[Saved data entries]

--- --- ---

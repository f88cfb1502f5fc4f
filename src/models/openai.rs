//! OpenAI API data models
//!
//! Defines the chat completion request and response structures used upstream

use serde::{Deserialize, Serialize};

/// Chat completion request
#[derive(Debug, Clone, Serialize, Deserialize)]
pub struct ChatCompletionRequest {
    /// Model name
    pub model: String,
    /// Message list
    pub messages: Vec<ChatMessage>,
    /// Maximum tokens to generate (optional)
    #[serde(skip_serializing_if = "Option::is_none")]
    pub max_tokens: Option<u32>,
    /// Temperature parameter (optional)
    #[serde(skip_serializing_if = "Option::is_none")]
    pub temperature: Option<f32>,
}

/// Chat message
#[derive(Debug, Clone, Serialize, Deserialize)]
pub struct ChatMessage {
    /// Role (system/user/assistant)
    pub role: String,
    /// Message content
    #[serde(default)]
    pub content: Option<String>,
}

impl ChatMessage {
    pub fn system(content: impl Into<String>) -> Self {
        Self {
            role: "system".to_string(),
            content: Some(content.into()),
        }
    }

    pub fn user(content: impl Into<String>) -> Self {
        Self {
            role: "user".to_string(),
            content: Some(content.into()),
        }
    }
}

/// Chat completion response
#[derive(Debug, Clone, Serialize, Deserialize)]
pub struct ChatCompletionResponse {
    /// Response ID
    #[serde(default)]
    pub id: String,
    /// Model used
    #[serde(default)]
    pub model: String,
    /// Choices
    pub choices: Vec<ChatChoice>,
    /// Token usage (optional)
    #[serde(skip_serializing_if = "Option::is_none")]
    pub usage: Option<ChatUsage>,
}

impl ChatCompletionResponse {
    /// Content of the first choice, if any
    pub fn first_content(&self) -> Option<&str> {
        self.choices
            .first()
            .and_then(|choice| choice.message.content.as_deref())
    }
}

/// Choice
#[derive(Debug, Clone, Serialize, Deserialize)]
pub struct ChatChoice {
    /// Index
    pub index: u32,
    /// Message
    pub message: ChatMessage,
    /// Finish reason
    #[serde(default)]
    pub finish_reason: Option<String>,
}

/// Token usage
#[derive(Debug, Clone, Serialize, Deserialize)]
pub struct ChatUsage {
    pub prompt_tokens: u32,
    pub completion_tokens: u32,
    pub total_tokens: u32,
}

/// OpenAI error response
#[derive(Debug, Clone, Serialize, Deserialize)]
pub struct OpenAIErrorResponse {
    pub error: OpenAIError,
}

/// OpenAI error details
#[derive(Debug, Clone, Serialize, Deserialize)]
pub struct OpenAIError {
    pub message: String,
    #[serde(rename = "type", default)]
    pub error_type: Option<String>,
    #[serde(default)]
    pub code: Option<String>,
}

impl OpenAIError {
    /// Whether the error reports an exhausted quota
    pub fn is_quota_error(&self) -> bool {
        self.code.as_deref() == Some("insufficient_quota")
            || self.error_type.as_deref() == Some("insufficient_quota")
    }
}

--- --- ---

■ **Problem details**: Each record above is to be written out again exactly.

■ **Finished exercise**:
repository f88cfb1502f5fc4f
filename src/models/openai.rs
//! OpenAI API data models
//!
//! Defines the chat completion request and response structures used upstream

use serde::{Deserialize, Serialize};

/// Chat completion request
#[derive(Debug, Clone, Serialize, Deserialize)]
pub struct ChatCompletionRequest {
    /// Model name
    pub model: String,
    /// Message list
    pub messages: Vec<ChatMessage>,
    /// Maximum tokens to generate (optional)
    #[serde(skip_serializing_if = "Option::is_none")]
    pub max_tokens: Option<u32>,
    /// Temperature parameter (optional)
    #[serde(skip_serializing_if = "Option::is_none")]
    pub temperature: Option<f32>,
}

/// Chat message
#[derive(Debug, Clone, Serialize, Deserialize)]
pub struct ChatMessage {
    /// Role (system/user/assistant)
    pub role: String,
    /// Message content
    #[serde(default)]
    pub content: Option<String>,
}

impl ChatMessage {
    pub fn system(content: impl Into<String>) -> Self {
        Self {
            role: "system".to_string(),
            content: Some(content.into()),
        }
    }

    pub fn user(content: impl Into<String>) -> Self {
        Self {
            role: "user".to_string(),
            content: Some(content.into()),
        }
    }
}

/// Chat completion response
#[derive(Debug, Clone, Serialize, Deserialize)]
pub struct ChatCompletionResponse {
    /// Response ID
    #[serde(default)]
    pub id: String,
    /// Model used
    #[serde(default)]
    pub model: String,
    /// Choices
    pub choices: Vec<ChatChoice>,
    /// Token usage (optional)
    #[serde(skip_serializing_if = "Option::is_none")]
    pub usage: Option<ChatUsage>,
}

impl ChatCompletionResponse {
    /// Content of the first choice, if any
    pub fn first_content(&self) -> Option<&str> {
        self.choices
            .first()
            .and_then(|choice| choice.message.content.as_deref())
    }
}

/// Choice
#[derive(Debug, Clone, Serialize, Deserialize)]
pub struct ChatChoice {
    /// Index
    pub index: u32,
    /// Message
    pub message: ChatMessage,
    /// Finish reason
    #[serde(default)]
    pub finish_reason: Option<String>,
}

/// Token usage
#[derive(Debug, Clone, Serialize, Deserialize)]
pub struct ChatUsage {
    pub prompt_tokens: u32,
    pub completion_tokens: u32,
    pub total_tokens: u32,
}

/// OpenAI error response
#[derive(Debug, Clone, Serialize, Deserialize)]
pub struct OpenAIErrorResponse {
    pub error: OpenAIError,
}

/// OpenAI error details
#[derive(Debug, Clone, Serialize, Deserialize)]
pub struct OpenAIError {
    pub message: String,
    #[serde(rename = "type", default)]
    pub error_type: Option<String>,
    #[serde(default)]
    pub code: Option<String>,
}

impl OpenAIError {
    /// Whether the error reports an exhausted quota
    pub fn is_quota_error(&self) -> bool {
        self.code.as_deref() == Some("insufficient_quota")
            || self.error_type.as_deref() == Some("insufficient_quota")
    }
}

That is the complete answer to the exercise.